WORK INSTRUCTION
Find every line below that contains the word "NewsRequest" and copy it out.

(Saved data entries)
━━━━━━━━━━━━━━━━━━━━━━━━━━━━━━

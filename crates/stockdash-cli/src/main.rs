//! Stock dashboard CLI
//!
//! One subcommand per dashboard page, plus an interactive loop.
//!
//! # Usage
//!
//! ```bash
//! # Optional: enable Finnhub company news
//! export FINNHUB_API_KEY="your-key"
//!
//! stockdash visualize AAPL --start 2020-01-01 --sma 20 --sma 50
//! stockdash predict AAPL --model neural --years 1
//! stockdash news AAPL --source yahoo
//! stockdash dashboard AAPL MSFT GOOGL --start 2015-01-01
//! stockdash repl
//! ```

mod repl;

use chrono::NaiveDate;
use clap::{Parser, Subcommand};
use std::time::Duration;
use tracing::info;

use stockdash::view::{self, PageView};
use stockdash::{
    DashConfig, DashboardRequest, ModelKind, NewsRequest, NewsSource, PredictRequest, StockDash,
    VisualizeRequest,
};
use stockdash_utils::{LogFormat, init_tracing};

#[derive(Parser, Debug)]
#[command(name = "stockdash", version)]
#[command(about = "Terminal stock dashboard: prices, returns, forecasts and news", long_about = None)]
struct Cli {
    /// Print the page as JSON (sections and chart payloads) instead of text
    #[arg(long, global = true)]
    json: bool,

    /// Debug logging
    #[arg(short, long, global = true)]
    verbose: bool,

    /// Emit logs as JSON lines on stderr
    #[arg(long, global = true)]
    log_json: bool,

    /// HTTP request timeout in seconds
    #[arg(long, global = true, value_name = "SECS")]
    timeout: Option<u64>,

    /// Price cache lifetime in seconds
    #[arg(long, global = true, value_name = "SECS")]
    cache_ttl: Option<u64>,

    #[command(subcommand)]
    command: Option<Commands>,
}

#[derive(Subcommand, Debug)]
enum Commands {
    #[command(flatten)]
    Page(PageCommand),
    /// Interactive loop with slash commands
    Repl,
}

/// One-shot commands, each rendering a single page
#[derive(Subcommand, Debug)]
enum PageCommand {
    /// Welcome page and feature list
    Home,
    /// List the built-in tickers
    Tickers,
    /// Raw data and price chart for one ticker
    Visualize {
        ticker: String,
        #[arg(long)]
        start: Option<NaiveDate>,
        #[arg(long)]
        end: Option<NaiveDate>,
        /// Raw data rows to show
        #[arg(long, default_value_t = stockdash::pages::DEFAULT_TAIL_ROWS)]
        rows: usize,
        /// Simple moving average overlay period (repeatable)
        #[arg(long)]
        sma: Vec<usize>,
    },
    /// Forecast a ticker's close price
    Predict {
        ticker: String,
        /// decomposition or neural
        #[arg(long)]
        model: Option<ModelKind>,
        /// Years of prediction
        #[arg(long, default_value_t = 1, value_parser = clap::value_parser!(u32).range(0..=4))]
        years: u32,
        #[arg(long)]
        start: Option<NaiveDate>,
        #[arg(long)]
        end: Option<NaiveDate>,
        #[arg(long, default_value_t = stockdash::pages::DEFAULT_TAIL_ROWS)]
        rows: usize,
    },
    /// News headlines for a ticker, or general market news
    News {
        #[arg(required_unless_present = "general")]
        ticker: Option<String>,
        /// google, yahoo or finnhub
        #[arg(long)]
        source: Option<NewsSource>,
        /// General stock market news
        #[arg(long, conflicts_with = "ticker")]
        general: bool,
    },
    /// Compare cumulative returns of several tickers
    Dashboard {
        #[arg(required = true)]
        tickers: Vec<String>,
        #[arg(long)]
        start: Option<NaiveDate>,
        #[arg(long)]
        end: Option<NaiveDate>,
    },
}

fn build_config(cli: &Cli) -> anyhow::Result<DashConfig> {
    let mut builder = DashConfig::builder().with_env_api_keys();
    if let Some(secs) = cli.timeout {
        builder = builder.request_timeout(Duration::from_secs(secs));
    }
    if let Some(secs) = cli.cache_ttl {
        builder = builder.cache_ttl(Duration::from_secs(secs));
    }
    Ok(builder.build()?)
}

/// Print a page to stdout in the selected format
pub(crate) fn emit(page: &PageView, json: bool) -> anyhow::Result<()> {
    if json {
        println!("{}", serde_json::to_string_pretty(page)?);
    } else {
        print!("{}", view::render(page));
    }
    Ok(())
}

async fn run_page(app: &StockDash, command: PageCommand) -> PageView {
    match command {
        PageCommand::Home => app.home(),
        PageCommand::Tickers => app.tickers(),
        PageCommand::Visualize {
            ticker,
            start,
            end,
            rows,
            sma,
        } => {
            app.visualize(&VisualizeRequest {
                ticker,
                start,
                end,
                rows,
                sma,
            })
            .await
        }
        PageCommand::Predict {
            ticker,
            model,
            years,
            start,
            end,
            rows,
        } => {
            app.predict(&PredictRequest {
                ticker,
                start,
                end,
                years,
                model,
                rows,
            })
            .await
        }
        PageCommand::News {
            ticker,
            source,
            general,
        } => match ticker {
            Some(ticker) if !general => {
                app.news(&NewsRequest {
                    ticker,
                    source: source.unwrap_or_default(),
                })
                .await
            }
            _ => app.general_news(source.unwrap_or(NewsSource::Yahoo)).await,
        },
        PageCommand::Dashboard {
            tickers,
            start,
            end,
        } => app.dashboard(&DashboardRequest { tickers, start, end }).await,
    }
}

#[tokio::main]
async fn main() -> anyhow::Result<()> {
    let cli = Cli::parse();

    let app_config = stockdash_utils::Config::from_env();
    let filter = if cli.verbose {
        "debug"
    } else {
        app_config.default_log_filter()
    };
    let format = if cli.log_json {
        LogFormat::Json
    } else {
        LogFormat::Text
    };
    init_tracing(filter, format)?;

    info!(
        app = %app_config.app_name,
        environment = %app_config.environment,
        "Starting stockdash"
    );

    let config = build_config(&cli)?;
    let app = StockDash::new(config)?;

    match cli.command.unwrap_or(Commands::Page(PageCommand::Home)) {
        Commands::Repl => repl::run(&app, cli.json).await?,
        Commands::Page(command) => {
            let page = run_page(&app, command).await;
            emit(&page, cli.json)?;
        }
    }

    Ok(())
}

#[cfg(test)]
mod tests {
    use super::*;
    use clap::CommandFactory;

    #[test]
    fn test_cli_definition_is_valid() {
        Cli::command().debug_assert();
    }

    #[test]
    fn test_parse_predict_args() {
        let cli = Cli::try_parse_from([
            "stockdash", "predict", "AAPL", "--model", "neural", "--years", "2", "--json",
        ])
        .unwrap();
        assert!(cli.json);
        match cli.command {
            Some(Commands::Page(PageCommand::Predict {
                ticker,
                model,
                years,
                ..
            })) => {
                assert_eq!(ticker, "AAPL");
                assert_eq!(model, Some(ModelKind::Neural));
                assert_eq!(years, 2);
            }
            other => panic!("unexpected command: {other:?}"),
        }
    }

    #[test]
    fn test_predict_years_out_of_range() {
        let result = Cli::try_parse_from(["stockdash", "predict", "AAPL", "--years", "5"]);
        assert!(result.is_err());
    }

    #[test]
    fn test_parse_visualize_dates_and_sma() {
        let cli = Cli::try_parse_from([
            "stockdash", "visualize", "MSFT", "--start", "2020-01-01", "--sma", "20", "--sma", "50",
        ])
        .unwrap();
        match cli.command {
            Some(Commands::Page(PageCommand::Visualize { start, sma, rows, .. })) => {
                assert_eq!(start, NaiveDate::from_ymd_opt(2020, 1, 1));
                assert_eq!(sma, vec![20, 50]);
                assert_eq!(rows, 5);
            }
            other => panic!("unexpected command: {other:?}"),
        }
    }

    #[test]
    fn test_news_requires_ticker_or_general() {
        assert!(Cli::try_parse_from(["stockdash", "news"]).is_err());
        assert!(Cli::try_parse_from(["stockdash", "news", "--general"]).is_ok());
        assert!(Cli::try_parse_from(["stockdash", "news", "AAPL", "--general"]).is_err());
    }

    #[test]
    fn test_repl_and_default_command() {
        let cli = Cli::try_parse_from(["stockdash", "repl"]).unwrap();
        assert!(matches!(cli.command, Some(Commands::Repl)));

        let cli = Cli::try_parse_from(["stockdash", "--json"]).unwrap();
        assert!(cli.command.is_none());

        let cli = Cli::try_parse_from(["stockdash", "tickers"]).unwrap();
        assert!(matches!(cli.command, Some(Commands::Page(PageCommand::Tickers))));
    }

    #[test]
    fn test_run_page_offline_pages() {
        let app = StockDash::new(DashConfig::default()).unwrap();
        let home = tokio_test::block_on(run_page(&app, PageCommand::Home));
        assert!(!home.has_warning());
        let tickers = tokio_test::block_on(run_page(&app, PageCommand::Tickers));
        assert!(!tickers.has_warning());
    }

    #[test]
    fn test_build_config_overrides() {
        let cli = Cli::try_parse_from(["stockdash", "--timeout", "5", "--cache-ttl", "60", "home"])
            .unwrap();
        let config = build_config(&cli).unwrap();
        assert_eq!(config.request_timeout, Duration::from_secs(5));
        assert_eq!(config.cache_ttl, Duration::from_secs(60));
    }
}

━━━━━━━━━━━━━━━━━━━━━━━━━━━━━━

FINAL ANSWER
    DashConfig, DashboardRequest, ModelKind, NewsRequest, NewsSource, PredictRequest, StockDash,
                app.news(&NewsRequest {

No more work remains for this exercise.